Escritores Aficionados #45: La carta del fin, de Mady

Titulo: La carta del fin
tipo de escrito: Cuento
Seudónimo: Mady
Edad: 15
Nacionalidad: Mexicana

carta

No sirvo para nada, nunca seré buena en nada. Solo quiero ser buena en algo, servir para algo útil, si no tengo un propósito en la vida, entonces que hago aquí.

Sé que no debería de pensar así pero, después de tantos maltratos, de tantos insultos. Estoy harta de vivir. ¿Qué hago aquí?

Yo sé que no le importo a nadie, que a nadie le interesa mi existencia en este mundo, no existe nadie que me diga que todo estará bien, que me diga yo te quiero tal y como eres. Así que nadie me extrañara cuando me vaya.

Por esas razones decidí  no volver a sufrir, no volver a derramar una lágrima al suelo, no volver a sentir el peso de todo el mundo sobre mis hombros, en fin decidí  no seguir viviendo.

***

Después de escribir la carta, me recosté en la cama y vi el techo de mi habitación, sería la última vez que lo vería,  como sería la última vez que podría ver lo que este mundo me había mostrado, cabe mencionar que todo lo que me mostro fue tristeza, dolor, desilusiones y malas experiencias. No sé porque me toco esta vida, ojala y no me insultaran todos los días, ojala y le importara a alguien, ojala y alguien me quisiera…o simplemente quisiera no haber nacido. Me levante y decidí  a dar una vuelta, seria la ultima que daría, aun no sabía cómo terminar con esto, tal vez si salgo podre pensar una manera que no sea tan dolorosa.

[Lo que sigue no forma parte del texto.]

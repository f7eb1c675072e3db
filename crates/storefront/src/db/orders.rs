//! Order placement and order history.
//!
//! Placement is the only multi-table write in the storefront. It runs in a
//! single transaction that locks the cart, conditionally decrements stock,
//! writes the order with its numbered lines, saves the buyer's address and
//! payment method, and deletes the cart. Any failure rolls everything back.

use std::collections::HashMap;

use chrono::{DateTime, Utc};
use rust_decimal::Decimal;
use serde::Serialize;
use sqlx::types::Json;
use sqlx::{PgConnection, PgPool};
use thiserror::Error;
use uuid::Uuid;

use bazaar_core::{
    Email, FieldErrors, Order, OrderId, OrderLine, PageRequest, Paginated, PaymentMethod,
    PricingPolicy, ProductId, ShippingAddress, Totals, UserId,
};

use super::carts::{load_lines, lock_cart};
use super::users::{USER_COLUMNS, UserRow};
use super::{RepositoryError, conflict_on_unique};
use crate::models::{CartOwner, User};

/// Errors from placing an order.
#[derive(Debug, Error)]
pub enum CheckoutError {
    #[error("Please fix the highlighted fields")]
    Validation(FieldErrors),

    #[error("Your cart is empty")]
    EmptyCart,

    /// A guest tried to check out with an e-mail that already has an account.
    #[error("An account with this email already exists. Please sign in to continue.")]
    AccountExists,

    /// A product no longer has enough stock for its cart line.
    #[error("{0} is no longer available in the requested quantity")]
    Unavailable(String),

    #[error(transparent)]
    Repository(#[from] RepositoryError),
}

impl From<sqlx::Error> for CheckoutError {
    fn from(e: sqlx::Error) -> Self {
        Self::Repository(RepositoryError::Database(e))
    }
}

/// Who is paying for an order.
#[derive(Debug, Clone, Copy)]
pub enum Buyer<'a> {
    /// A signed-in user.
    Member(UserId),
    /// An anonymous visitor; an account without a password is created.
    Guest { email: &'a Email },
}

/// Everything needed to turn a cart into an order.
#[derive(Debug, Clone, Copy)]
pub struct NewOrder<'a> {
    pub cart: CartOwner,
    pub buyer: Buyer<'a>,
    pub shipping_address: &'a ShippingAddress,
    pub payment_method: PaymentMethod,
}

/// Result of a successful placement.
#[derive(Debug, Clone)]
pub struct PlacedOrder {
    pub order_id: OrderId,
    pub totals: Totals,
    /// The account created for a guest buyer.
    pub guest: Option<User>,
}

/// An order as shown to its owner, with the buyer's name and e-mail.
#[derive(Debug, Clone, Serialize)]
#[serde(rename_all = "camelCase")]
pub struct OrderDetail {
    #[serde(flatten)]
    pub order: Order,
    pub buyer_name: String,
    pub buyer_email: String,
}

// =============================================================================
// Internal Row Types
// =============================================================================

#[derive(Debug, sqlx::FromRow)]
pub(crate) struct OrderRow {
    id: Uuid,
    user_id: Uuid,
    shipping_address: Json<ShippingAddress>,
    payment_method: PaymentMethod,
    items_price: Decimal,
    shipping_price: Decimal,
    tax_price: Decimal,
    total_price: Decimal,
    is_paid: bool,
    paid_at: Option<DateTime<Utc>>,
    is_delivered: bool,
    delivered_at: Option<DateTime<Utc>>,
    created_at: DateTime<Utc>,
}

impl OrderRow {
    fn into_order(self, lines: Vec<OrderLine>) -> Order {
        Order {
            id: OrderId::new(self.id),
            user_id: UserId::new(self.user_id),
            shipping_address: self.shipping_address.0,
            payment_method: self.payment_method,
            totals: Totals {
                items_price: self.items_price,
                shipping_price: self.shipping_price,
                tax_price: self.tax_price,
                total_price: self.total_price,
            },
            is_paid: self.is_paid,
            paid_at: self.paid_at,
            is_delivered: self.is_delivered,
            delivered_at: self.delivered_at,
            created_at: self.created_at,
            lines,
        }
    }
}

#[derive(Debug, sqlx::FromRow)]
struct OrderDetailRow {
    #[sqlx(flatten)]
    order: OrderRow,
    buyer_name: String,
    buyer_email: String,
}

#[derive(Debug, sqlx::FromRow)]
struct OrderLineRow {
    order_id: Uuid,
    line_no: i32,
    product_id: Uuid,
    name: String,
    slug: String,
    image: String,
    qty: i32,
    price: Decimal,
}

impl From<OrderLineRow> for OrderLine {
    fn from(row: OrderLineRow) -> Self {
        Self {
            line_no: row.line_no,
            product_id: ProductId::new(row.product_id),
            name: row.name,
            slug: row.slug,
            image: row.image,
            qty: row.qty,
            price: row.price,
        }
    }
}

const ORDER_COLUMNS: &str = "o.id, o.user_id, o.shipping_address, o.payment_method, \
     o.items_price, o.shipping_price, o.tax_price, o.total_price, \
     o.is_paid, o.paid_at, o.is_delivered, o.delivered_at, o.created_at";

/// Lines for each of `order_ids`, keyed by order.
async fn lines_for(
    conn: &mut PgConnection,
    order_ids: &[Uuid],
) -> Result<HashMap<Uuid, Vec<OrderLine>>, sqlx::Error> {
    let rows = sqlx::query_as::<_, OrderLineRow>(
        "SELECT order_id, line_no, product_id, name, slug, image, qty, price \
         FROM order_items WHERE order_id = ANY($1) ORDER BY order_id, line_no",
    )
    .bind(order_ids)
    .fetch_all(conn)
    .await?;

    let mut by_order: HashMap<Uuid, Vec<OrderLine>> = HashMap::new();
    for row in rows {
        by_order.entry(row.order_id).or_default().push(row.into());
    }
    Ok(by_order)
}

// =============================================================================
// Repository
// =============================================================================

/// Repository for storefront order operations.
pub struct OrderRepository<'a> {
    pool: &'a PgPool,
}

impl<'a> OrderRepository<'a> {
    /// Create a new order repository.
    #[must_use]
    pub const fn new(pool: &'a PgPool) -> Self {
        Self { pool }
    }

    /// Turn the buyer's cart into an order.
    ///
    /// Stock is decremented in product id order so concurrent checkouts
    /// sharing products lock rows in the same sequence.
    ///
    /// # Errors
    ///
    /// - `CheckoutError::EmptyCart` when the cart is missing or has no lines
    /// - `CheckoutError::AccountExists` when a guest e-mail is already taken
    /// - `CheckoutError::Unavailable` when a line exceeds remaining stock
    /// - `CheckoutError::Repository` for database failures
    pub async fn place_order(
        &self,
        new_order: NewOrder<'_>,
        policy: &PricingPolicy,
    ) -> Result<PlacedOrder, CheckoutError> {
        let mut tx = self.pool.begin().await?;

        let Some(cart_id) = lock_cart(&mut tx, new_order.cart).await? else {
            return Err(CheckoutError::EmptyCart);
        };
        let lines = load_lines(&mut tx, cart_id).await?;
        if lines.is_empty() {
            return Err(CheckoutError::EmptyCart);
        }

        let (user_id, guest) = match new_order.buyer {
            Buyer::Member(id) => (id, None),
            Buyer::Guest { email } => {
                let row = sqlx::query_as::<_, UserRow>(&format!(
                    "INSERT INTO users (name, email) VALUES ($1, $2) RETURNING {USER_COLUMNS}"
                ))
                .bind(email.default_display_name())
                .bind(email.as_str())
                .fetch_one(&mut *tx)
                .await
                .map_err(|e| match conflict_on_unique(e, "user") {
                    RepositoryError::Conflict(_) => CheckoutError::AccountExists,
                    other => CheckoutError::Repository(other),
                })?;
                let user = User::try_from(row)?;
                (user.id, Some(user))
            }
        };

        let mut by_product: Vec<_> = lines.iter().collect();
        by_product.sort_by_key(|line| line.product_id);
        for line in by_product {
            let updated = sqlx::query(
                "UPDATE products SET stock = stock - $2, updated_at = NOW() \
                 WHERE id = $1 AND stock >= $2",
            )
            .bind(line.product_id)
            .bind(line.qty)
            .execute(&mut *tx)
            .await?;

            if updated.rows_affected() == 0 {
                return Err(CheckoutError::Unavailable(line.name.clone()));
            }
        }

        let totals = Totals::compute(&lines, policy);

        let order_id: Uuid = sqlx::query_scalar(
            "INSERT INTO orders (user_id, shipping_address, payment_method, \
                 items_price, shipping_price, tax_price, total_price) \
             VALUES ($1, $2, $3, $4, $5, $6, $7) RETURNING id",
        )
        .bind(user_id)
        .bind(Json(new_order.shipping_address))
        .bind(new_order.payment_method)
        .bind(totals.items_price)
        .bind(totals.shipping_price)
        .bind(totals.tax_price)
        .bind(totals.total_price)
        .fetch_one(&mut *tx)
        .await?;

        for line in OrderLine::number(&lines) {
            sqlx::query(
                "INSERT INTO order_items \
                     (order_id, line_no, product_id, name, slug, image, qty, price) \
                 VALUES ($1, $2, $3, $4, $5, $6, $7, $8)",
            )
            .bind(order_id)
            .bind(line.line_no)
            .bind(line.product_id)
            .bind(&line.name)
            .bind(&line.slug)
            .bind(&line.image)
            .bind(line.qty)
            .bind(line.price)
            .execute(&mut *tx)
            .await?;
        }

        sqlx::query(
            "UPDATE users SET address = $2, payment_method = $3, updated_at = NOW() \
             WHERE id = $1",
        )
        .bind(user_id)
        .bind(Json(new_order.shipping_address))
        .bind(new_order.payment_method)
        .execute(&mut *tx)
        .await?;

        sqlx::query("DELETE FROM carts WHERE id = $1")
            .bind(cart_id)
            .execute(&mut *tx)
            .await?;

        tx.commit().await?;

        let order_id = OrderId::new(order_id);
        tracing::info!(
            order_id = %order_id,
            user_id = %user_id,
            total = %totals.total_price,
            guest = guest.is_some(),
            "Order placed"
        );

        Ok(PlacedOrder {
            order_id,
            totals,
            guest,
        })
    }

    /// An order owned by `user_id`. Orders of other users are invisible.
    ///
    /// # Errors
    ///
    /// Returns `RepositoryError::Database` if a query fails.
    pub async fn get_for_owner(
        &self,
        order_id: OrderId,
        user_id: UserId,
    ) -> Result<Option<OrderDetail>, RepositoryError> {
        let Some(row) = sqlx::query_as::<_, OrderDetailRow>(&format!(
            "SELECT {ORDER_COLUMNS}, u.name AS buyer_name, u.email AS buyer_email \
             FROM orders o JOIN users u ON u.id = o.user_id \
             WHERE o.id = $1 AND o.user_id = $2"
        ))
        .bind(order_id)
        .bind(user_id)
        .fetch_optional(self.pool)
        .await?
        else {
            return Ok(None);
        };

        let mut conn = self.pool.acquire().await?;
        let lines = lines_for(&mut conn, &[row.order.id])
            .await?
            .remove(&row.order.id)
            .unwrap_or_default();

        Ok(Some(OrderDetail {
            order: row.order.into_order(lines),
            buyer_name: row.buyer_name,
            buyer_email: row.buyer_email,
        }))
    }

    /// The user's orders, newest first.
    ///
    /// # Errors
    ///
    /// Returns `RepositoryError::Database` if a query fails.
    pub async fn list_for_user(
        &self,
        user_id: UserId,
        page: PageRequest,
    ) -> Result<Paginated<Order>, RepositoryError> {
        let count: i64 = sqlx::query_scalar("SELECT COUNT(*) FROM orders WHERE user_id = $1")
            .bind(user_id)
            .fetch_one(self.pool)
            .await?;

        let rows = sqlx::query_as::<_, OrderRow>(&format!(
            "SELECT {ORDER_COLUMNS} FROM orders o WHERE o.user_id = $1 \
             ORDER BY o.created_at DESC, o.id LIMIT $2 OFFSET $3"
        ))
        .bind(user_id)
        .bind(page.limit())
        .bind(page.offset())
        .fetch_all(self.pool)
        .await?;

        let ids: Vec<Uuid> = rows.iter().map(|row| row.id).collect();
        let mut conn = self.pool.acquire().await?;
        let mut lines = lines_for(&mut conn, &ids).await?;

        let orders = rows
            .into_iter()
            .map(|row| {
                let order_lines = lines.remove(&row.id).unwrap_or_default();
                row.into_order(order_lines)
            })
            .collect();

        Ok(Paginated::new(orders, count, page))
    }
}

#[cfg(test)]
mod tests {
    use super::*;

    #[test]
    fn test_checkout_error_messages() {
        assert_eq!(CheckoutError::EmptyCart.to_string(), "Your cart is empty");
        assert_eq!(
            CheckoutError::Unavailable("Ajrak Shawl".to_owned()).to_string(),
            "Ajrak Shawl is no longer available in the requested quantity"
        );
    }
}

Decidí no cambiarme, llevaba unos vaqueros y una sudadera negra. No soy bonita, mido 1.64, tez morena y no soy delgada –pero tampoco soy gorda-, se diría que soy común, pero hasta las chicas comunes de mi colegio se burlan de mi, creo que las personas infelices quieren que alguien sufra más que ellas, para sentirse mejor consigo mismas, yo he hablado con mis profesores y ellos me creen una loca exagerada. Pero no tiene caso seguir hablando de esto, al final ya no importa.

***

Camine sin rumbo fijo, vi un niño con sus padres, una pareja tomados de las manos y un lindo perrito en una esquina, cuando el cachorro me vio, movió su cola y se acerco a mí, era blanco –al menos eso parecía debajo de tanta mugre-, orejas grandes y pequeño. Me puse en cuclillas para acariciarlo, lamio mi mano y acerco más su cabeza hacia mí, yo tome su cabeza en mis manos y lo acaricie hasta que deje de sentir mis pies y me levante. Tal vez y ahora le importe a alguien, solo tal vez, alguien dependa de mi existencia para poder vivir, nos vimos por un minuto y supo lo que yo pensaba, me incline de nuevo y lo cargue. Todo se había resuelto, ahora tenía un amigo y una compañía.

***

Al llegar a casa, le di una buena ducha y descubrí que si era blanco, no tenia comida de perro, en mi mente anote ir al súper, mientras tanto tendría que conformarse con un poco de leche.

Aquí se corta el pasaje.